C2 Webspinnen
Die Webspinnen (Araneae) stellen die zweitartenreichste Ordnung innerhalb der Spinnentiere dar. Sie leben überwiegend räuberisch und ergreifen ihre Beutetiere mit kräftigen Kieferklauen, die mit Giftdrüsen in Verbindung stehen.
1
Die Sydney-Trichternetzspinne (Atrax robustus) jagt kleinere Wirbeltiere, aber auch Insekten. Diesen wird beim Biss das Gift Atracotoxin injiziert. Die Giftwirkung wurde an isolierten Axonen von Schaben untersucht. Hierbei wurde das Aktionspotential an den Axonen jeweils vor der Gabe von Atracotoxin und 10, 30 sowie 60 Sekunden danach gemessen. Die Ergebnisse sind in Abbildung 1 dargestellt.

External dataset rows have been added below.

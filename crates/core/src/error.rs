//! Errors raised by client-side checks, before any request is sent.
//!
//! Transport and backend failures are `ApiError`s in `chainboard-client`.

use thiserror::Error;

pub type DomainResult<T> = Result<T, DomainError>;

#[derive(Debug, Error, Clone, PartialEq, Eq)]
pub enum DomainError {
    /// A form or payload field failed its check.
    #[error("invalid input: {0}")]
    Validation(String),

    /// A select value or path segment that is not a numeric id.
    #[error("invalid {kind}: {reason}")]
    InvalidId { kind: &'static str, reason: String },

    #[error("unknown order status '{0}'")]
    UnknownStatus(String),
}

impl DomainError {
    pub fn validation(msg: impl Into<String>) -> Self {
        Self::Validation(msg.into())
    }
}
//! Manager dashboard: order oversight and the performance report.

use chrono::Utc;

use chainboard_client::{ApiError, SupplyChainApi};
use chainboard_core::OrderId;
use chainboard_inventory::InventoryItem;
use chainboard_orders::{DashboardInsights, Order, OrderStatus, PerformanceReport};

use super::{
    CollectionState, Control, Dashboard, Fetch, Fetched, InlineErrors, LOAD_INSIGHTS_FAILED,
    LOAD_INVENTORY_FAILED, LOAD_ORDERS_FAILED, Loadable, Request, StatusChange,
};

pub const TRANSITION_UNAVAILABLE: &str = "That status change is not available for this order.";
pub const REPORT_FAILED: &str = "Failed to generate report. Please try again.";

#[derive(Debug, Clone, Default, PartialEq)]
pub struct ManagerDashboard {
    orders: CollectionState<Order>,
    inventory: CollectionState<InventoryItem>,
    insights: Loadable<DashboardInsights>,
    report: Option<PerformanceReport>,
    generating: bool,
    errors: InlineErrors,
}

impl ManagerDashboard {
    pub fn new() -> Self {
        Self::default()
    }

    pub fn orders(&self) -> &CollectionState<Order> {
        &self.orders
    }

    pub fn inventory(&self) -> &CollectionState<InventoryItem> {
        &self.inventory
    }

    pub fn insights(&self) -> &Loadable<DashboardInsights> {
        &self.insights
    }

    pub fn report(&self) -> Option<&PerformanceReport> {
        self.report.as_ref()
    }

    /// A report request is in flight.
    pub fn is_generating(&self) -> bool {
        self.generating
    }

    pub fn errors(&self) -> &InlineErrors {
        &self.errors
    }

    /// Statuses offered for an order; empty for unknown or settled orders.
    pub fn transitions(&self, id: OrderId) -> &'static [OrderStatus] {
        self.orders
            .find(|o| o.order_id == id)
            .map(|o| o.status.manager_transitions())
            .unwrap_or_default()
    }

    /// Same optimistic flow as the supplier view, limited to the offered
    /// transitions. Anything else is rejected without a request.
    pub fn begin_status_change(&mut self, id: OrderId, status: OrderStatus) -> Option<ManagerRequest> {
        if !self.transitions(id).contains(&status) {
            tracing::debug!(order_id = %id, to = %status, "transition not offered");
            self.errors.set(Control::OrderStatus(id), TRANSITION_UNAVAILABLE);
            return None;
        }
        StatusChange::begin(&mut self.orders, id, status).map(ManagerRequest::ChangeStatus)
    }

    /// Re-fetch insights and build a report over them and the loaded orders.
    /// `None` while a report is already on its way.
    pub fn begin_report(&mut self) -> Option<ManagerRequest> {
        if self.generating {
            return None;
        }
        self.generating = true;
        Some(ManagerRequest::Report)
    }

    fn finish_report(&mut self, result: Result<DashboardInsights, ApiError>) {
        let control = Control::PerformanceReport;
        self.generating = false;
        match result {
            Ok(insights) => {
                let report = PerformanceReport::build(insights, self.orders.items(), Utc::now());
                tracing::info!(
                    total_orders = insights.total_orders,
                    delivery_rate = report.delivery_rate,
                    "performance report generated"
                );
                self.insights = Loadable::Ready(insights);
                self.report = Some(report);
                self.errors.clear(control);
            }
            Err(err) => {
                tracing::warn!(error = %err, "report generation failed");
                self.errors.set(control, err.user_message(REPORT_FAILED));
            }
        }
    }

    pub fn dismiss_report(&mut self) {
        self.report = None;
    }
}

/// A manager mutation in flight.
#[derive(Debug, Clone, PartialEq)]
pub enum ManagerRequest {
    ChangeStatus(StatusChange),
    Report,
}

#[derive(Debug, Clone)]
pub enum ManagerOutcome {
    ChangeStatus(StatusChange, Result<(), ApiError>),
    Report(Result<DashboardInsights, ApiError>),
}

impl Request for ManagerRequest {
    type Outcome = ManagerOutcome;

    async fn send<A: SupplyChainApi>(self, api: &A) -> ManagerOutcome {
        match self {
            ManagerRequest::ChangeStatus(change) => {
                let result = change.send(api).await;
                ManagerOutcome::ChangeStatus(change, result)
            }
            ManagerRequest::Report => ManagerOutcome::Report(api.insights().await),
        }
    }
}

impl Dashboard for ManagerDashboard {
    type Request = ManagerRequest;

    const MOUNT: &'static [Fetch] = &[Fetch::Orders, Fetch::Inventory, Fetch::Insights];

    fn apply(&mut self, fetched: Fetched) {
        match fetched {
            Fetched::Orders(result) => self.orders.refresh(result, LOAD_ORDERS_FAILED),
            Fetched::Inventory(result) => self.inventory.refresh(result, LOAD_INVENTORY_FAILED),
            Fetched::Insights(result) => self.insights.refresh(result, LOAD_INSIGHTS_FAILED),
        }
    }

    fn finish(&mut self, outcome: ManagerOutcome) -> Vec<Fetch> {
        match outcome {
            ManagerOutcome::ChangeStatus(change, result) => {
                if change.finish(&mut self.orders, &mut self.errors, result) {
                    vec![Fetch::Orders, Fetch::Insights]
                } else {
                    Vec::new()
                }
            }
            ManagerOutcome::Report(result) => {
                self.finish_report(result);
                Vec::new()
            }
        }
    }
}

Abb. 1: Aktionspotentiale isolierter Schabenaxone
a: ohne Giftgabe, b: 10 Sekunden nach Giftgabe, c: 30 Sekunden nach Giftgabe, d: 60 Sekunden nach Giftgabe nach: Grolleau F. et al.: Electrophysiological analysis of the neurotoxic action of a funnel-web spider toxin ..., Journal of experimental biology 204, 711–721 (2001).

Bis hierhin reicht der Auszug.